Supplied material
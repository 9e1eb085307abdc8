//! objmeta CLI - validate schemas and inspect derived metadata
//!
//! Usage:
//!   objmeta check [schema.json]
//!   objmeta layout [schema.json] [--object <name>] [--format json]
//!   objmeta query "<query>" [--from <Type> --related <Type>]
//!
//! Examples:
//!   objmeta check schema/objects.json
//!   objmeta layout schema/objects.json --object Order
//!   objmeta query "this.customerId = Customer.id" --from Order --related Customer

use ariadne::{Label, Report, ReportKind, Source};
use clap::{Parser, Subcommand, ValueEnum};
use objmeta::compile::{check_schema, compile_file, compile_query, CompileError, CompileOptions};
use objmeta::config::Settings;
use objmeta::dsl::{Diagnostic, Severity};
use objmeta::model::RawSchema;
use objmeta::resolved::accessors::holder_initializer;
use objmeta::resolved::ResolvedObject;
use std::path::PathBuf;
use std::process::ExitCode;
use tracing_subscriber::EnvFilter;

#[derive(Parser)]
#[command(name = "objmeta")]
#[command(about = "objmeta - resolve persistent object schemas into generation-ready metadata")]
#[command(version)]
struct Cli {
    /// Settings file (defaults to $OBJMETA_CONFIG, ./objmeta.toml, then the user config dir)
    #[arg(short, long, global = true)]
    config: Option<PathBuf>,

    #[command(subcommand)]
    command: Commands,
}

#[derive(Subcommand)]
enum Commands {
    /// Run every validation pass and report errors and warnings
    Check {
        /// Schema manifest (.json or .toml); falls back to [schema].path
        file: Option<PathBuf>,
    },

    /// Compile a schema and print the derived layouts
    Layout {
        /// Schema manifest (.json or .toml); falls back to [schema].path
        file: Option<PathBuf>,

        /// Only show this object
        #[arg(short, long)]
        object: Option<String>,

        /// Output format
        #[arg(short, long, default_value = "text")]
        format: OutputFormat,
    },

    /// Parse a relationship query and print its canonical and reverse forms
    Query {
        /// The query text
        query: String,

        /// Declaring object type
        #[arg(long)]
        from: Option<String>,

        /// Related object type
        #[arg(long)]
        related: Option<String>,
    },
}

#[derive(Clone, ValueEnum)]
enum OutputFormat {
    /// Human-readable summary
    Text,
    /// Full resolved model as JSON
    Json,
}

fn main() -> ExitCode {
    let cli = Cli::parse();

    let settings = match &cli.config {
        Some(path) => Settings::from_file(path),
        None => Settings::load(),
    };
    let settings = match settings {
        Ok(s) => s,
        Err(e) => {
            eprintln!("Error loading settings: {}", e);
            return ExitCode::FAILURE;
        }
    };

    let filter = EnvFilter::try_from_default_env().unwrap_or_else(|_| EnvFilter::new(&settings.logging.level));
    tracing_subscriber::fmt()
        .with_env_filter(filter)
        .with_writer(std::io::stderr)
        .init();

    match cli.command {
        Commands::Check { file } => cmd_check(&settings, file),
        Commands::Layout { file, object, format } => cmd_layout(&settings, file, object, format),
        Commands::Query { query, from, related } => cmd_query(&query, from, related),
    }
}

fn schema_path(settings: &Settings, file: Option<PathBuf>) -> Option<PathBuf> {
    if file.is_some() {
        return file;
    }
    match settings.schema.resolved_path() {
        Ok(path) => path,
        Err(e) => {
            eprintln!("Error resolving schema path: {}", e);
            None
        }
    }
}

fn cmd_check(settings: &Settings, file: Option<PathBuf>) -> ExitCode {
    let Some(file) = schema_path(settings, file) else {
        eprintln!("No schema file given and no [schema].path configured");
        return ExitCode::FAILURE;
    };
    let schema = match RawSchema::from_file(&file) {
        Ok(s) => s,
        Err(e) => {
            eprintln!("Error reading schema '{}': {}", file.display(), e);
            return ExitCode::FAILURE;
        }
    };

    let objects = schema.objects.len();
    match check_schema(schema, CompileOptions::from(settings.generation.clone())) {
        Ok(warnings) => {
            for warning in &warnings {
                println!("warning: {}", warning);
            }
            println!("OK: {} objects in {} are valid", objects, file.display());
            ExitCode::SUCCESS
        }
        Err(e) => {
            eprintln!("{}", e);
            ExitCode::FAILURE
        }
    }
}

fn cmd_layout(settings: &Settings, file: Option<PathBuf>, object: Option<String>, format: OutputFormat) -> ExitCode {
    let Some(file) = schema_path(settings, file) else {
        eprintln!("No schema file given and no [schema].path configured");
        return ExitCode::FAILURE;
    };
    let model = match compile_file(&file, CompileOptions::from(settings.generation.clone())) {
        Ok(m) => m,
        Err(e) => {
            eprintln!("Compilation error: {}", e);
            return ExitCode::FAILURE;
        }
    };

    let objects: Vec<&ResolvedObject> = match &object {
        Some(name) => match model.object(name) {
            Some(o) => vec![o],
            None => {
                eprintln!("Object not found: {}", name);
                return ExitCode::FAILURE;
            }
        },
        None => model.objects().iter().collect(),
    };

    match format {
        OutputFormat::Json => {
            let json = match &object {
                Some(_) => serde_json::to_string_pretty(&objects),
                None => serde_json::to_string_pretty(&model),
            };
            match json {
                Ok(json) => println!("{}", json),
                Err(e) => {
                    eprintln!("Failed to serialize model: {}", e);
                    return ExitCode::FAILURE;
                }
            }
        }
        OutputFormat::Text => {
            for object in objects {
                print_layout(object);
            }
        }
    }
    ExitCode::SUCCESS
}

fn print_layout(object: &ResolvedObject) {
    println!("{} (table {})", object.qualified_name, object.table);
    for holder in &object.on_heap.holders {
        println!(
            "  {} {} = {} ({} bits)",
            holder.width.type_name(),
            holder.name,
            holder_initializer(holder),
            holder.bits_used
        );
    }
    for attr in &object.attributes {
        if let Some(check) = &attr.null_check {
            println!("    {}: {}", attr.attribute.name, check.test);
        }
        if let Some(check) = &attr.shadow_null_check {
            println!("    {} (shadow): {}", attr.attribute.name, check.test);
        }
    }
    if let Some(off_heap) = &object.off_heap {
        println!("  off-heap record: {} bytes", off_heap.size);
        for (name, slot) in &off_heap.slots {
            println!("    {:>4} +{:<3} {}", slot.offset, slot.size, name);
        }
    }
    for index in &object.physical_indices {
        println!(
            "  index {} ({}){}",
            index.name,
            index.columns.join(", "),
            if index.unique { " unique" } else { "" }
        );
    }
    for fk in &object.foreign_keys {
        println!("  foreign key {} -> {}", fk.name, fk.target_table);
    }
    println!();
}

fn cmd_query(query: &str, from: Option<String>, related: Option<String>) -> ExitCode {
    match compile_query(query, from.as_deref(), related.as_deref()) {
        Ok(output) => {
            render_diagnostics(query, &output.warnings);
            println!("{}", output.canonical);
            if let Some(reverse) = output.reverse {
                println!("reverse: {}", reverse);
            }
            ExitCode::SUCCESS
        }
        Err(CompileError::Parse { diagnostics, .. }) => {
            render_diagnostics(query, &diagnostics);
            ExitCode::FAILURE
        }
        Err(e) => {
            eprintln!("{}", e);
            ExitCode::FAILURE
        }
    }
}

fn render_diagnostics(query: &str, diagnostics: &[Diagnostic]) {
    for diag in diagnostics {
        let kind = match diag.severity {
            Severity::Error => ReportKind::Error,
            Severity::Warning => ReportKind::Warning,
        };
        let report = Report::build(kind, ("query", diag.span.clone()))
            .with_message(&diag.message)
            .with_label(Label::new(("query", diag.span.clone())).with_message(&diag.message))
            .finish();
        if report.eprint(("query", Source::from(query))).is_err() {
            eprintln!("{}", diag);
        }
    }
}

Problem description
Look for the word "model" in every line of the listing and copy the lines that have it.

Result of this exercise
use objmeta::model::RawSchema;
    /// Full resolved model as JSON
    let model = match compile_file(&file, CompileOptions::from(settings.generation.clone())) {
        Some(name) => match model.object(name) {
        None => model.objects().iter().collect(),
                None => serde_json::to_string_pretty(&model),
                    eprintln!("Failed to serialize model: {}", e);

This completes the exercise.